Escondendo uma vez mais o rosto com as mão trémulas, o pai parecia tomado duma estranha alegria, um turpor que lhe fazia quase acreditar que a sentença ouvida minutos atrás não fazia qualquer sentido e que a vida valia agora mais muito mais, que tinha valido a pena todo o sofrimento, que a morte anunciada não passava dum episódio menor face à alegria da nova vida gerada, perpetuadora da sua memória e do seu sangue. E sem se conter abraçou o filho.

Pai – Desculpa! Desculpa!

O filho ficou imóvel, quase assustado perante aquela natural e óbvia manifestação de alegria do pai. Nunca o calor de um abraço lhe soubera tão bem, mas não sabia como reagir.
Beijando-o na face e apertando-o cada vez mais contra si, o pai parecia transfigurado.

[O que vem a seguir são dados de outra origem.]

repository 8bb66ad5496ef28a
use axum::{
    body::Body,
    http::{
        HeaderMap, HeaderValue, Method, Request, StatusCode,
        header::{
            ACCESS_CONTROL_ALLOW_HEADERS, ACCESS_CONTROL_ALLOW_METHODS,
            ACCESS_CONTROL_ALLOW_ORIGIN, ACCESS_CONTROL_REQUEST_HEADERS, VARY,
        },
    },
    middleware::Next,
    response::{IntoResponse, Response},
};

pub const ALLOWED_METHODS: &str = "GET,HEAD,PUT,PATCH,POST,DELETE";

/// Permissive CORS: any origin, preflights answered directly with 204.
pub async fn cors_middleware(req: Request<Body>, next: Next) -> Response {
    if req.method() == Method::OPTIONS {
        let mut res = StatusCode::NO_CONTENT.into_response();
        apply_preflight_headers(res.headers_mut(), req.headers());
        return res;
    }

    let mut res = next.run(req).await;
    res.headers_mut()
        .insert(ACCESS_CONTROL_ALLOW_ORIGIN, HeaderValue::from_static("*"));
    res
}

fn apply_preflight_headers(headers: &mut HeaderMap, request_headers: &HeaderMap) {
    headers.insert(ACCESS_CONTROL_ALLOW_ORIGIN, HeaderValue::from_static("*"));
    headers.insert(
        ACCESS_CONTROL_ALLOW_METHODS,
        HeaderValue::from_static(ALLOWED_METHODS),
    );

    // Echo whatever headers the browser asked to send.
    if let Some(requested) = request_headers.get(ACCESS_CONTROL_REQUEST_HEADERS) {
        headers.insert(ACCESS_CONTROL_ALLOW_HEADERS, requested.clone());
        headers.append(VARY, HeaderValue::from_static("Access-Control-Request-Headers"));
    }
}
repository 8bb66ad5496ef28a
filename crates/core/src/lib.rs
//! `holdup-core`: vessel volume and inventory calculation.
//!
//! This crate is **pure domain** logic: no IO, no HTTP, no process state.

pub mod calculator;
pub mod equipment;
pub mod error;
pub mod geometry;
pub mod request;
pub mod units;
pub mod wire;

pub use calculator::{CalculationResult, compute};
pub use equipment::EquipmentType;
pub use error::{CalcError, CalcResult};
pub use geometry::{HeadType, Shape, VesselGeometry};
pub use request::{CalculationRequest, Phase};
pub use units::{FlowRateUnit, VolumeUnit};
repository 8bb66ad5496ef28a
//! Equipment types and the liquid-volume fraction each one is assumed to hold.

use core::str::FromStr;

/// Key that selects a user-supplied percentage instead of the table.
pub const CUSTOM_KEY: &str = "custom";

/// Equipment categories with a tabulated liquid-volume fraction.
#[derive(Debug, Copy, Clone, PartialEq, Eq, Hash)]
pub enum EquipmentType {
    ColumnTop,
    ColumnMiddle,
    ColumnBottom,
    Drum,
    KnockOutDrum,
    Compressor,
    Pump,
    HeatExchanger,
    FinFan,
    Filter,
    Pipe,
    Reactor,
}

/// Fraction of vessel volume occupied by liquid, per equipment type.
///
/// `Compressor` is deliberately 0; a zero fraction is rejected downstream the
/// same way a missing one is.
pub const LIQUID_FRACTIONS: [(EquipmentType, f64); 12] = [
    (EquipmentType::ColumnTop, 0.25),
    (EquipmentType::ColumnMiddle, 0.25),
    (EquipmentType::ColumnBottom, 0.37),
    (EquipmentType::Drum, 0.50),
    (EquipmentType::KnockOutDrum, 0.10),
    (EquipmentType::Compressor, 0.0),
    (EquipmentType::Pump, 1.0),
    (EquipmentType::HeatExchanger, 0.50),
    (EquipmentType::FinFan, 0.25),
    (EquipmentType::Filter, 1.0),
    (EquipmentType::Pipe, 1.0),
    (EquipmentType::Reactor, 0.15),
];

impl EquipmentType {
    pub const ALL: [EquipmentType; 12] = [
        EquipmentType::ColumnTop,
        EquipmentType::ColumnMiddle,
        EquipmentType::ColumnBottom,
        EquipmentType::Drum,
        EquipmentType::KnockOutDrum,
        EquipmentType::Compressor,
        EquipmentType::Pump,
        EquipmentType::HeatExchanger,
        EquipmentType::FinFan,
        EquipmentType::Filter,
        EquipmentType::Pipe,
        EquipmentType::Reactor,
    ];

    /// Wire key, as submitted in `equipmentType`.
    pub fn as_str(&self) -> &'static str {
        match self {
            EquipmentType::ColumnTop => "COLTOP",
            EquipmentType::ColumnMiddle => "COLMID",
            EquipmentType::ColumnBottom => "COLBTM",
            EquipmentType::Drum => "DRUM",
            EquipmentType::KnockOutDrum => "KODRUM",
            EquipmentType::Compressor => "COMP",
            EquipmentType::Pump => "PUMP",
            EquipmentType::HeatExchanger => "HEX",
            EquipmentType::FinFan => "FINFAN",
            EquipmentType::Filter => "FILTER",
            EquipmentType::Pipe => "PIPE",
            EquipmentType::Reactor => "REACTOR",
        }
    }

    pub fn liquid_fraction(&self) -> f64 {
        LIQUID_FRACTIONS
            .iter()
            .find(|(kind, _)| kind == self)
            .map_or(0.0, |(_, fraction)| *fraction)
    }
}

impl core::fmt::Display for EquipmentType {
    fn fmt(&self, f: &mut core::fmt::Formatter<'_>) -> core::fmt::Result {
        f.write_str(self.as_str())
    }
}

impl FromStr for EquipmentType {
    type Err = String;

    fn from_str(s: &str) -> Result<Self, Self::Err> {
        EquipmentType::ALL
            .into_iter()
            .find(|kind| kind.as_str() == s)
            .ok_or_else(|| format!("unknown equipment type: {s}"))
    }
}

/// Resolve the liquid fraction for an `equipmentType` key.
///
/// `custom` reads `custom_percent` (0–100). Unknown or missing keys, and a
/// missing custom percentage, resolve to 0.
pub fn resolve_liquid_fraction(equipment_type: Option<&str>, custom_percent: Option<f64>) -> f64 {
    match equipment_type {
        Some(CUSTOM_KEY) => custom_percent.map_or(0.0, |p| p / 100.0),
        Some(key) => key
            .parse::<EquipmentType>()
            .map_or(0.0, |kind| kind.liquid_fraction()),
        None => 0.0,
    }
}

Pai – Desculpa-me Pedro, eu sei que não fui um bom pai...

Retribuindo por fim o abraço, Pedro deixou-se envolver pelos braços do pai, procurando neles a protecção e o conforto que sempre desejara, que sempre tinham desejado.

Filho – Não digas isso papá, eu nunca facilitei as coisas entre nós. Eu sei que sempre quiseste o meu bem.

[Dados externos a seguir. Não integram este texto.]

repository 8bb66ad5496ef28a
use axum::{
    Json,
    extract::rejection::JsonRejection,
    http::StatusCode,
    response::{IntoResponse, Response},
};

use holdup_core::{CalcError, CalculationRequest};

use crate::app::errors;

/// `POST /api/calculate`: derive vessel volume and inventories from a sizing request.
pub async fn calculate(payload: Result<Json<CalculationRequest>, JsonRejection>) -> Response {
    let Json(request) = match payload {
        Ok(body) => body,
        Err(rejection) => {
            tracing::warn!(error = %rejection.body_text(), "rejected calculation body");
            return errors::rejection_to_response(rejection);
        }
    };

    match holdup_core::compute(&request) {
        Ok(result) => {
            tracing::debug!(
                volume = result.volume,
                liquid = ?result.liquid_inventory,
                vapor = ?result.vapor_inventory,
                "calculation complete"
            );
            (StatusCode::OK, Json(result)).into_response()
        }
        Err(err) => {
            match &err {
                CalcError::Validation(msg) => tracing::warn!(%msg, "calculation input rejected"),
                CalcError::Fault(msg) => tracing::error!(%msg, "calculation failed"),
            }
            errors::calc_error_to_response(err)
        }
    }
}
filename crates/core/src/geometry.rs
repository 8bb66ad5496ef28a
//! Vessel shapes, end heads and their internal volumes.

use std::f64::consts::PI;

use serde::Deserialize;

/// Number of heads assumed on a cylinder when none is given.
pub const DEFAULT_HEAD_COUNT: u32 = 2;

/// Vessel body shape as submitted.
#[derive(Debug, Clone, PartialEq, Eq, Deserialize)]
#[serde(from = "String")]
pub enum Shape {
    Cylinder,
    Sphere,
    Other(String),
}

impl From<String> for Shape {
    fn from(s: String) -> Self {
        match s.as_str() {
            "cylinder" => Shape::Cylinder,
            "sphere" => Shape::Sphere,
            _ => Shape::Other(s),
        }
    }
}

/// End-cap geometry for a cylindrical vessel.
#[derive(Debug, Clone, PartialEq, Eq, Deserialize)]
#[serde(from = "String")]
pub enum HeadType {
    Hemispherical,
    Torispherical,
    Ellipsoidal,
    Other(String),
}

impl HeadType {
    /// Volume of one head on a shell of diameter `d`.
    ///
    /// Unrecognised head types contribute nothing.
    pub fn volume(&self, d: f64) -> f64 {
        let r = d / 2.0;
        match self {
            HeadType::Hemispherical => (2.0 / 3.0) * PI * r.powi(3),
            HeadType::Torispherical => 0.9 * PI * r.powi(2) * (d / 4.0),
            HeadType::Ellipsoidal => (PI / 24.0) * d.powi(3),
            HeadType::Other(_) => 0.0,
        }
    }
}

impl From<String> for HeadType {
    fn from(s: String) -> Self {
        match s.as_str() {
            "hemihead" => HeadType::Hemispherical,
            "torispherical" => HeadType::Torispherical,
            "ellipsoidalhead" => HeadType::Ellipsoidal,
            _ => HeadType::Other(s),
        }
    }
}

/// Heads fitted to a cylinder.
#[derive(Debug, Clone, PartialEq)]
pub struct Heads {
    pub kind: Option<HeadType>,
    pub count: u32,
}

impl Heads {
    /// A zero count is treated the same as no count.
    pub fn new(kind: Option<HeadType>, count: Option<u32>) -> Self {
        Self {
            kind,
            count: count.filter(|c| *c != 0).unwrap_or(DEFAULT_HEAD_COUNT),
        }
    }

    pub fn volume(&self, d: f64) -> f64 {
        let single = self.kind.as_ref().map_or(0.0, |k| k.volume(d));
        f64::from(self.count) * single
    }
}

/// Resolved vessel geometry, dimensions already in meters.
#[derive(Debug, Clone, PartialEq)]
pub enum VesselGeometry {
    Cylinder {
        diameter: f64,
        length: f64,
        heads: Option<Heads>,
    },
    Sphere {
        diameter: f64,
    },
}

impl VesselGeometry {
    /// Internal volume in cubic meters.
    pub fn volume(&self) -> f64 {
        match self {
            VesselGeometry::Cylinder {
                diameter,
                length,
                heads,
            } => {
                let shell = cylinder_volume(*diameter, *length);
                shell + heads.as_ref().map_or(0.0, |h| h.volume(*diameter))
            }
            VesselGeometry::Sphere { diameter } => sphere_volume(*diameter),
        }
    }
}

pub fn cylinder_volume(d: f64, l: f64) -> f64 {
    PI * (d / 2.0).powi(2) * l
}

pub fn sphere_volume(d: f64) -> f64 {
    (4.0 / 3.0) * PI * (d / 2.0).powi(3)
}
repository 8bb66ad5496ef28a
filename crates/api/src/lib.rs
//! HTTP API: server, routing, and request/response mapping.

pub mod app;
pub mod config;
pub mod middleware;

Pai – Não, era minha obrigação agir de outra forma mas, ser pai, para mim, foi a tarefa mais difícil que alguma vez enfrentei. O medo de errar, o medo de não te fazer feliz, o medo de ter ver crescer, o medo de te educar, de te ajudar a tomar decisões ou de aceitar as tuas decisões, fez-me afastar de ti. Ser pai deveria ter sido tão natural como respirar mas, pouco a pouco, com o acumular dos erros e dos desencontros, essa alegria imensa que vivi quando a tua mãe me disse que estava grávida de ti, foi-se transformando num sufoco, numa culpa, na minha maior culpa! Não imaginas a dor que tenho sentido durante todos estes anos…

Filho – Não sejas tão cruel contigo, tudo o que tenho, devo-to a ti! Se te censuras pelo que me deste, é a mim que censuras pelo que sou. E não creio que seja assim tão mau, pois não?

Ambos sorriram. A centelha de uma nova vida parecia ter transformar por completo um percurso tumultuoso, dando-lhes uma nova esperança, a de se amarem sem medo, no pouco tempo que lhes restava.

Pai – Eu errei muito, Pedro. E o que me pesa mais na consciência é que eu tive sempre essa percepção e nunca fiz nada para mudar o rumo das coisas.

Filho – Sabes, tu tens uma grande vantagem sobre mim, tu já tiveste a minha idade e já estiveste dos dois lados, e isso, embora eu nunca o tenha admitido, conta muito a teu favor, dá-te autoridade para me fazeres ver para além! Até parece que não sabes o que fazias quando tinhas a minha idade, quando eras simplesmente “filho”!?

Pai – Por saber é que me pesa a consciência. A irreverência pode fazer-nos genuínos mas leva-nos muitas vezes a não medir os actos ou as palavras. O que nem sempre é mau. Mau foi eu não ter tido a capacidade para perceber que esse também foi o meu caminho, é o teu caminho, e será o caminho do teu filho, do meu neto… vou ser avô… acho que ainda nem estou bem a acreditar. Não imaginas a alegria que hoje me deste!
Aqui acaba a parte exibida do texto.